--- START ---
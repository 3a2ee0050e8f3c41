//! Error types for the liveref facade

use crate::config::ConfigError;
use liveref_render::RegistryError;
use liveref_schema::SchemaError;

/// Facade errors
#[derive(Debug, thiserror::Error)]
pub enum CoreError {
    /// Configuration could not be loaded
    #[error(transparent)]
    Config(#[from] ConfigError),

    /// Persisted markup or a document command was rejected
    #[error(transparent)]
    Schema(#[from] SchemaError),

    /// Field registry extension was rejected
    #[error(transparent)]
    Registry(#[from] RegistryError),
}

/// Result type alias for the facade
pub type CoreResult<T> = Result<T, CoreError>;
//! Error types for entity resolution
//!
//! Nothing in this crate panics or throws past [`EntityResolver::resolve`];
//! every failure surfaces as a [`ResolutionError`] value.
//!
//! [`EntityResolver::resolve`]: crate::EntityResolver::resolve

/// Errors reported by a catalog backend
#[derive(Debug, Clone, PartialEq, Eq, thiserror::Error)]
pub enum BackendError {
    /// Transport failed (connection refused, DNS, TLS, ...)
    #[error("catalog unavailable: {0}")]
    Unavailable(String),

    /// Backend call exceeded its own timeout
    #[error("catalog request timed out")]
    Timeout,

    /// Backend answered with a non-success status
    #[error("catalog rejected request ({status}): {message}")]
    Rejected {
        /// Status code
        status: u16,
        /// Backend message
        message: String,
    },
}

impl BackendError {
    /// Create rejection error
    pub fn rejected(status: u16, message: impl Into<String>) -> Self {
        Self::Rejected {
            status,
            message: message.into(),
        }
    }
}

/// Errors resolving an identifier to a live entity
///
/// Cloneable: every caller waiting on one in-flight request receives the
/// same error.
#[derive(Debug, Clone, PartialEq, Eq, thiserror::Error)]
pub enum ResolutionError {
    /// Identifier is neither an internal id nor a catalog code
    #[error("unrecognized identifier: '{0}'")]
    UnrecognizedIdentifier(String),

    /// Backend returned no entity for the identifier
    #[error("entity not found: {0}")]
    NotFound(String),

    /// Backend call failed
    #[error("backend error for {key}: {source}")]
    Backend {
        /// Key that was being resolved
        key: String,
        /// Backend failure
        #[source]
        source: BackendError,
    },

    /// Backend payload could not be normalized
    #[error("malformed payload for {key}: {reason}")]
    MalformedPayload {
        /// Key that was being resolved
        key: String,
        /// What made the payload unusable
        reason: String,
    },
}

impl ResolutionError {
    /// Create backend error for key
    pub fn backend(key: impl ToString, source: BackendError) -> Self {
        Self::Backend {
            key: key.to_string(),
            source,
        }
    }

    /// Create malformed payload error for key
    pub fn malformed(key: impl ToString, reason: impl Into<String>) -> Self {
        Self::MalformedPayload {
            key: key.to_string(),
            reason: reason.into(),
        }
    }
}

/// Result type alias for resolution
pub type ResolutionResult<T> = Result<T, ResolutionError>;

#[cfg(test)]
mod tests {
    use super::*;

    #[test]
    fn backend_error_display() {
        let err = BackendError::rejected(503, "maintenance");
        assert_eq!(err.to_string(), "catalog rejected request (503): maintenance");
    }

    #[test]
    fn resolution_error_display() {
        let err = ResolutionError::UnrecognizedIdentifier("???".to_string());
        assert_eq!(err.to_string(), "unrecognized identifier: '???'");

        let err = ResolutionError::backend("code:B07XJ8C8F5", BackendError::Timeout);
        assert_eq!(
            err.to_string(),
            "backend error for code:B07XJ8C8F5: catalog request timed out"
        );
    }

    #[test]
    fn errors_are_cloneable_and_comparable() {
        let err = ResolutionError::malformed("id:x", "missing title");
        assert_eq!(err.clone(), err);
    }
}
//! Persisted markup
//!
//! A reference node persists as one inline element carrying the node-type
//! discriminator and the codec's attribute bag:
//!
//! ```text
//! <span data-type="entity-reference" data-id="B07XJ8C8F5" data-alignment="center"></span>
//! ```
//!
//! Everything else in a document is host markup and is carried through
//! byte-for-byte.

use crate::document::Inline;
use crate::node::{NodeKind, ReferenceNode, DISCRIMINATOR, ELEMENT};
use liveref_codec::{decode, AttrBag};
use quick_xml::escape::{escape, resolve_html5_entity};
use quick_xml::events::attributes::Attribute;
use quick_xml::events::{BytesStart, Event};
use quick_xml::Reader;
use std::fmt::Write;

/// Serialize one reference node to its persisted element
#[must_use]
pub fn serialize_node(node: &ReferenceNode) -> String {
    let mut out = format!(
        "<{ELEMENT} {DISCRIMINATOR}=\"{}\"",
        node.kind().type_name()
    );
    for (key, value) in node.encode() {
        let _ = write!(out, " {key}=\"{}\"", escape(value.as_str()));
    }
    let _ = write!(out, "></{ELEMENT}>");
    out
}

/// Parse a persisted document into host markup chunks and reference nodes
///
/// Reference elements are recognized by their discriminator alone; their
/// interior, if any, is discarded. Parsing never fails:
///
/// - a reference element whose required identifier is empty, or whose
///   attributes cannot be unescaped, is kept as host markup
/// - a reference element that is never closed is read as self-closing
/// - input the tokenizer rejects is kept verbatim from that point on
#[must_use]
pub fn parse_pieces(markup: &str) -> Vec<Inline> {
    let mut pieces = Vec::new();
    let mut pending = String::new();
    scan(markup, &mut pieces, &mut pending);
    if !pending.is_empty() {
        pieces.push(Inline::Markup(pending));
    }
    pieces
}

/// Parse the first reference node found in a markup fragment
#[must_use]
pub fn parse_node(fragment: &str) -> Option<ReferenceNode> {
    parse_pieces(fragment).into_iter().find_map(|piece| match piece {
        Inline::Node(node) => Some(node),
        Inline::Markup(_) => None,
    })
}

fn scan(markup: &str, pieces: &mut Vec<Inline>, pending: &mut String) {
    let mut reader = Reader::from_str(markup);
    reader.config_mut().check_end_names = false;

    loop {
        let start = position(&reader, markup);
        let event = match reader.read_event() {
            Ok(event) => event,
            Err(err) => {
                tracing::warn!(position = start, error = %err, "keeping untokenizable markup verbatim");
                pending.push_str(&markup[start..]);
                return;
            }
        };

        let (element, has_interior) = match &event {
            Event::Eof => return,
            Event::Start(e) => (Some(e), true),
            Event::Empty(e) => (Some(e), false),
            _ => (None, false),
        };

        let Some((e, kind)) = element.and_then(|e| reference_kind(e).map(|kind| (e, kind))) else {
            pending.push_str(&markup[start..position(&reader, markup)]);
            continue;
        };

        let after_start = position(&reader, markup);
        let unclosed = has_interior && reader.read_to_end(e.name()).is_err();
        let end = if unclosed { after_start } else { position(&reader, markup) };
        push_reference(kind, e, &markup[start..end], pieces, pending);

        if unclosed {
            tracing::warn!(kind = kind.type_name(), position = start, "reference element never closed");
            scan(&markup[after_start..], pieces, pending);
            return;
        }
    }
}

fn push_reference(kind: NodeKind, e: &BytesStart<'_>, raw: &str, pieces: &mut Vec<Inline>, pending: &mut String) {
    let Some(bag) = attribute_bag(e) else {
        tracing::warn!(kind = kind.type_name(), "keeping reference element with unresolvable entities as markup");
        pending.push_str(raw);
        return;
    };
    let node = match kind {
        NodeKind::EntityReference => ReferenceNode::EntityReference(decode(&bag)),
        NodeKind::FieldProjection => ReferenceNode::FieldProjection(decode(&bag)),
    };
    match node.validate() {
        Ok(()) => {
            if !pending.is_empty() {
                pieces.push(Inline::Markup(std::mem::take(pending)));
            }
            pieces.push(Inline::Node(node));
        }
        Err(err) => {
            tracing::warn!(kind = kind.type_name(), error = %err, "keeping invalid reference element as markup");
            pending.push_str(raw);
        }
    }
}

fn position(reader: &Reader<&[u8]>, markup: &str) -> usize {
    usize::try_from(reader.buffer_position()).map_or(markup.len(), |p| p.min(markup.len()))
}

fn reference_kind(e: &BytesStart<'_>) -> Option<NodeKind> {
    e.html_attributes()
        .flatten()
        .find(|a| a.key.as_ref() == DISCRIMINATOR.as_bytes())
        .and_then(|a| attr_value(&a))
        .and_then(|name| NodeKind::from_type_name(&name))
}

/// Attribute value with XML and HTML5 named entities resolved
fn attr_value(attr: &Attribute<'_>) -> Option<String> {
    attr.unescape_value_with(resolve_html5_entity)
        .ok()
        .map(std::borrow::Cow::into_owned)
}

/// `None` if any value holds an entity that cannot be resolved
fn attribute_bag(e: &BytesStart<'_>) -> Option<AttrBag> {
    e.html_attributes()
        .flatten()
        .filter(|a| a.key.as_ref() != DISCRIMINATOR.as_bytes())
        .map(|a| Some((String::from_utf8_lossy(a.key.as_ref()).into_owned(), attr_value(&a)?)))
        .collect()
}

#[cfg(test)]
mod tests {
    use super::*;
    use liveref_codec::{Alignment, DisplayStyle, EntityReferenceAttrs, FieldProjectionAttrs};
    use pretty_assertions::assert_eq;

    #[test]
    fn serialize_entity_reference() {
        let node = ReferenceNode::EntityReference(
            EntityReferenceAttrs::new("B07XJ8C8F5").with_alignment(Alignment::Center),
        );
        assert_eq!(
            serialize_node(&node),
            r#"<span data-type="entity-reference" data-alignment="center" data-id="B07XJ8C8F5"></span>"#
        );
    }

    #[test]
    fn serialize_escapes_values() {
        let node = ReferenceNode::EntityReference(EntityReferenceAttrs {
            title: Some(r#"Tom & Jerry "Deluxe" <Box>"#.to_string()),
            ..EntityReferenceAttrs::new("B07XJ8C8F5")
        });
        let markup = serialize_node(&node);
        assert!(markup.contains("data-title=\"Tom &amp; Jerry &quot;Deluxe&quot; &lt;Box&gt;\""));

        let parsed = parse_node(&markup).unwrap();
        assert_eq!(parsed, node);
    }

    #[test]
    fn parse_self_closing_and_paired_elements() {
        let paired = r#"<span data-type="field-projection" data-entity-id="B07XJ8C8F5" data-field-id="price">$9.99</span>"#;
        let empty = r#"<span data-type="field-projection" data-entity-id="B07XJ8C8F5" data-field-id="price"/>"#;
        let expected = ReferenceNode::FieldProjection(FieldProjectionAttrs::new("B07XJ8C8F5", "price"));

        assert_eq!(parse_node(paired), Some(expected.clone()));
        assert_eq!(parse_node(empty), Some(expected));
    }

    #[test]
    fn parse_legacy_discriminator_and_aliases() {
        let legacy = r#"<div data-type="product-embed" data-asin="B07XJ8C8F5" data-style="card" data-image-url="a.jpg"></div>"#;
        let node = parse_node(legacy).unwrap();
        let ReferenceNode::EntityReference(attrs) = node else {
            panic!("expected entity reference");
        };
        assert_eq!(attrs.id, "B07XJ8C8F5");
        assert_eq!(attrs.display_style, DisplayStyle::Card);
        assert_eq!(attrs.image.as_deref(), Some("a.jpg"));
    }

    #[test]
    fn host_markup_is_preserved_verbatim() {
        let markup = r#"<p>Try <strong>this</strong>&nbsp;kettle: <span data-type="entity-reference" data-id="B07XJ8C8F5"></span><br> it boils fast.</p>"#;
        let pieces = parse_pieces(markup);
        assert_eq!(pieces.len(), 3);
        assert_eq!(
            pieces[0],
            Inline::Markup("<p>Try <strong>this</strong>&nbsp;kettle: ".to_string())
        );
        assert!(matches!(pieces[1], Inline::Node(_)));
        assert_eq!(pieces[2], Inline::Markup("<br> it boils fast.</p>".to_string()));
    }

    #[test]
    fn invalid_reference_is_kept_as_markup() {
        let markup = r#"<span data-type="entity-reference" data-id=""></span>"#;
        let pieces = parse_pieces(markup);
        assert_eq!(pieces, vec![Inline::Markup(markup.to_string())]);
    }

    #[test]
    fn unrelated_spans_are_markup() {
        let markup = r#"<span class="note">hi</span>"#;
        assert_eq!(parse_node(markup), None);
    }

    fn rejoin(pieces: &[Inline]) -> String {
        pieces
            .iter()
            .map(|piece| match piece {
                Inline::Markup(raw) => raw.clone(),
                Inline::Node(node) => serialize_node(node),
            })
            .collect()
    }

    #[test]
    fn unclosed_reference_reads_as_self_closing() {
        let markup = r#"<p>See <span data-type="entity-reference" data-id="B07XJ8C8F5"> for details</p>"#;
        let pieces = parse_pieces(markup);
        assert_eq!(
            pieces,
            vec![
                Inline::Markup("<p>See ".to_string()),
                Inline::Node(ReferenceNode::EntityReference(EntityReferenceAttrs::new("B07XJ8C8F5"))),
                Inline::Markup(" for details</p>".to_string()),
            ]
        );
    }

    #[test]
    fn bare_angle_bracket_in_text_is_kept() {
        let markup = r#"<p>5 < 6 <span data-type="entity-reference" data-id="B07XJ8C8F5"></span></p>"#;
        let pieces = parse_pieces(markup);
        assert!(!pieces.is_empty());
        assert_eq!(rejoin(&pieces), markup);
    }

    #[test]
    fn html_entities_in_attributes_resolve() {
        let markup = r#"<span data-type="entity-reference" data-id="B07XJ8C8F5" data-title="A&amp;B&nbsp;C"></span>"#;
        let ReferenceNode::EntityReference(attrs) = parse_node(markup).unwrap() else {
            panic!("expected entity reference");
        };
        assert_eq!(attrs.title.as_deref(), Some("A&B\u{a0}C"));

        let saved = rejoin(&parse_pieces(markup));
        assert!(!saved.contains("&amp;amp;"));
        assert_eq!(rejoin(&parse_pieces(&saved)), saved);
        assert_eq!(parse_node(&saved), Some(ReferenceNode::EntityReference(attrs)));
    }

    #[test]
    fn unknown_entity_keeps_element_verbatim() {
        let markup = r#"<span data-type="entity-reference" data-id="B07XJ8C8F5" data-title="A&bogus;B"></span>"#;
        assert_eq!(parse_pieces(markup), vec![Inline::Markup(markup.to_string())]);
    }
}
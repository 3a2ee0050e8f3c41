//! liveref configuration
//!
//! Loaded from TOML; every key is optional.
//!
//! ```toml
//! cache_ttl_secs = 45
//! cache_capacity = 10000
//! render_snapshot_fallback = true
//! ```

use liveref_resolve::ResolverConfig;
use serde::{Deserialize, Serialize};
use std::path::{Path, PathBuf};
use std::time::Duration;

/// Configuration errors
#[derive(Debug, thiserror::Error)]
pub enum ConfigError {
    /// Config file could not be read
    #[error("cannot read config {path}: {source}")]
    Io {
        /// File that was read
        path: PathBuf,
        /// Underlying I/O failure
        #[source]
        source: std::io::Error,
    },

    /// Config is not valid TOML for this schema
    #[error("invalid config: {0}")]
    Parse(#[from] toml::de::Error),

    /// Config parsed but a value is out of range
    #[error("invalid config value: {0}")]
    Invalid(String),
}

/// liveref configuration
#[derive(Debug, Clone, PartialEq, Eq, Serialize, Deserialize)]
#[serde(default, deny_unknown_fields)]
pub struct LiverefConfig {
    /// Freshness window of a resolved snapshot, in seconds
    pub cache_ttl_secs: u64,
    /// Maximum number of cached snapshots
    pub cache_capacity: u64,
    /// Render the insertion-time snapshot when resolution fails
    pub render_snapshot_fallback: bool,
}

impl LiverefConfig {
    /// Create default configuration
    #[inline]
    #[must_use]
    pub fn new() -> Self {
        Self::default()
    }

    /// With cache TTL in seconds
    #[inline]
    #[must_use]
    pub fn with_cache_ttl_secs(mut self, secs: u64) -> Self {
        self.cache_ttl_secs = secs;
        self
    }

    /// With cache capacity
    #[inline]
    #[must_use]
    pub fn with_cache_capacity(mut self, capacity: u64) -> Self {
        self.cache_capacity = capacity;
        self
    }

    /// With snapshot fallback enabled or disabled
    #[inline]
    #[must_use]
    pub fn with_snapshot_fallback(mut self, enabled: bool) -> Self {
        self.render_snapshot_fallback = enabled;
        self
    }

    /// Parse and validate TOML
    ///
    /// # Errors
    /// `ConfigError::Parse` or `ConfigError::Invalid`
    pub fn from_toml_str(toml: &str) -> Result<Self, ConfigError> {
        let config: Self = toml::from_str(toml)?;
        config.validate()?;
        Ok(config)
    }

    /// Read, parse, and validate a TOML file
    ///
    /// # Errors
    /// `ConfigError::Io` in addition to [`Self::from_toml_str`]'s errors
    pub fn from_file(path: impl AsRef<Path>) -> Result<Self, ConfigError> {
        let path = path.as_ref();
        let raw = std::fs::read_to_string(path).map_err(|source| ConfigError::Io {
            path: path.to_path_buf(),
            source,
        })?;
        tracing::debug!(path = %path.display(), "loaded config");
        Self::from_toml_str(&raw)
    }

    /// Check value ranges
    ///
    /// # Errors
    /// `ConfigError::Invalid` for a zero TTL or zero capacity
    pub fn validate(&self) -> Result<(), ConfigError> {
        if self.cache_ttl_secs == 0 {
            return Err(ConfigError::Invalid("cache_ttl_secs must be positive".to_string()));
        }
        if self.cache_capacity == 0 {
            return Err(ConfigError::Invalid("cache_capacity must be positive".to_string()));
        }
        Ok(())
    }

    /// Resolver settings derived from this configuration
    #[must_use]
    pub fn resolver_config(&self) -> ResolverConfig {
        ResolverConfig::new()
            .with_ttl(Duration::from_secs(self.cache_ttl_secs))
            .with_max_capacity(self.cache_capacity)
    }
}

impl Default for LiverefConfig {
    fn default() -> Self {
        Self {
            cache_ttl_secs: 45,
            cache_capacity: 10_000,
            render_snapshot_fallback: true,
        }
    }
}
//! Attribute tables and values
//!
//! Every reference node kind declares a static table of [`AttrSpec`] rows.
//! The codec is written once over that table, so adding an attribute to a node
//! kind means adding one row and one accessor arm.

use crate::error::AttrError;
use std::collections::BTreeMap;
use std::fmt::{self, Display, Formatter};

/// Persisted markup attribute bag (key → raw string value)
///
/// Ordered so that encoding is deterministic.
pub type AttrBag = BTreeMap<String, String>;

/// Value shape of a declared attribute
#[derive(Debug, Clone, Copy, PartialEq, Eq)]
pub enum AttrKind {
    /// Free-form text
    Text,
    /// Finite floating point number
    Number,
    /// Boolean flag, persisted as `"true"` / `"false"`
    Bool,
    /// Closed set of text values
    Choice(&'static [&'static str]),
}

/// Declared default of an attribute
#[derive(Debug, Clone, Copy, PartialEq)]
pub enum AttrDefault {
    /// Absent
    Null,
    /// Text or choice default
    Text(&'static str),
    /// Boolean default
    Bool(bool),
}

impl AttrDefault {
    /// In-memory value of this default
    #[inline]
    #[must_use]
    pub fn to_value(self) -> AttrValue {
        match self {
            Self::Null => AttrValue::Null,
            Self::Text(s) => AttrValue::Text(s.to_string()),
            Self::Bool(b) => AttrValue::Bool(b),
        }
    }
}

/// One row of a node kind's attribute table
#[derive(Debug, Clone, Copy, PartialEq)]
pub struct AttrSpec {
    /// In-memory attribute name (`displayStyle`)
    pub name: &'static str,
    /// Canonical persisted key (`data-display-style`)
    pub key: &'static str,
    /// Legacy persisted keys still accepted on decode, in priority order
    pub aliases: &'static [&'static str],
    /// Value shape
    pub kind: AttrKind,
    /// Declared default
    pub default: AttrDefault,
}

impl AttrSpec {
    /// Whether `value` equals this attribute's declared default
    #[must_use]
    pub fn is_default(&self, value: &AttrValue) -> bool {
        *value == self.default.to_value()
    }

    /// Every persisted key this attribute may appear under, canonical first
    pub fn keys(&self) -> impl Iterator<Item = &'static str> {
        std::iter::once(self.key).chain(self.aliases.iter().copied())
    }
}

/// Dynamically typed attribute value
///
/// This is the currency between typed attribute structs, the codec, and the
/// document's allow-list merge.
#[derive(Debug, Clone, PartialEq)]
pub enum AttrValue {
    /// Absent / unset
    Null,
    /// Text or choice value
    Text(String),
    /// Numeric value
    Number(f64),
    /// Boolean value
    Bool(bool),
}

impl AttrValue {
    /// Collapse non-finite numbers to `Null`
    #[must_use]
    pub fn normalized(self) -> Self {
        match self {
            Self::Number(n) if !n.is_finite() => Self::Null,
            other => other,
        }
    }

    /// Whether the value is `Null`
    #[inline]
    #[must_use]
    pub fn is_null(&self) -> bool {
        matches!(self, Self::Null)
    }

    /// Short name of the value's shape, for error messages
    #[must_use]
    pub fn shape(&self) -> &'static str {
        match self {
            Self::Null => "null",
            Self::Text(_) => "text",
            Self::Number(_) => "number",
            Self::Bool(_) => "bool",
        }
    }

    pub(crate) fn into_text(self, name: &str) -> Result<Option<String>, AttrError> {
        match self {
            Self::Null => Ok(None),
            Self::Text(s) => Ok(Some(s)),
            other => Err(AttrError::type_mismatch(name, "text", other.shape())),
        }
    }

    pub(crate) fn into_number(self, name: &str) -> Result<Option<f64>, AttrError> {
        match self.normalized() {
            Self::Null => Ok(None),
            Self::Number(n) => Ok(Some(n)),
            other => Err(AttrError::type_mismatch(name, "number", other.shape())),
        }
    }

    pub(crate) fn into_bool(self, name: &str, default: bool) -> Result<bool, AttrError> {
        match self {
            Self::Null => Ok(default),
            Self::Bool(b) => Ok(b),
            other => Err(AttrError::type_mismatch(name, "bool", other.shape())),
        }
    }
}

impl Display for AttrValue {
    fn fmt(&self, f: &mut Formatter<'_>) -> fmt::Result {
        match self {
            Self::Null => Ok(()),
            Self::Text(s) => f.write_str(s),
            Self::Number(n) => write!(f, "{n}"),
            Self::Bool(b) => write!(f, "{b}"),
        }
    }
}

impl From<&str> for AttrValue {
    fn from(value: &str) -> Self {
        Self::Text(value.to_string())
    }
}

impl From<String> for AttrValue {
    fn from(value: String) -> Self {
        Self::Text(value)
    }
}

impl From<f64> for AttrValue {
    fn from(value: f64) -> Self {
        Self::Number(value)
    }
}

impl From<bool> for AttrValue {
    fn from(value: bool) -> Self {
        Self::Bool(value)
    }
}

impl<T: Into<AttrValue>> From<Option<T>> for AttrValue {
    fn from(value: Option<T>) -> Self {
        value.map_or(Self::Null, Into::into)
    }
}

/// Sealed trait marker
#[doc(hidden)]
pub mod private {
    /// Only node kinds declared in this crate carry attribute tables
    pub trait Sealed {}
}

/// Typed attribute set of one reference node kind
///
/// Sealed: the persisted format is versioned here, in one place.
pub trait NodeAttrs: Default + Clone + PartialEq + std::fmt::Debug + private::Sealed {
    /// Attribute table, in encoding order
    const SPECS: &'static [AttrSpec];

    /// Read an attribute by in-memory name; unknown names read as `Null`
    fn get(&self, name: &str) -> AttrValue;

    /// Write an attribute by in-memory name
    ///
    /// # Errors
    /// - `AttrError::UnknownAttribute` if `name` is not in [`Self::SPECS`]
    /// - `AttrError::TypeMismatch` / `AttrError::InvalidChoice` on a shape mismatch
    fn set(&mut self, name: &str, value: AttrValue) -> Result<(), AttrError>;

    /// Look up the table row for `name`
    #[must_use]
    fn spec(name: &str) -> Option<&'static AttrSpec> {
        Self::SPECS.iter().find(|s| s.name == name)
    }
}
--- END ---
* _REQUIRED ACTION_
Repeat the line that contains "const SPECS: &'static [AttrSpec];", then every line after it until the records end, with nothing added.

* _THE ANSWER_
    const SPECS: &'static [AttrSpec];

    /// Read an attribute by in-memory name; unknown names read as `Null`
    fn get(&self, name: &str) -> AttrValue;

    /// Write an attribute by in-memory name
    ///
    /// # Errors
    /// - `AttrError::UnknownAttribute` if `name` is not in [`Self::SPECS`]
    /// - `AttrError::TypeMismatch` / `AttrError::InvalidChoice` on a shape mismatch
    fn set(&mut self, name: &str, value: AttrValue) -> Result<(), AttrError>;

    /// Look up the table row for `name`
    #[must_use]
    fn spec(name: &str) -> Option<&'static AttrSpec> {
        Self::SPECS.iter().find(|s| s.name == name)
    }
}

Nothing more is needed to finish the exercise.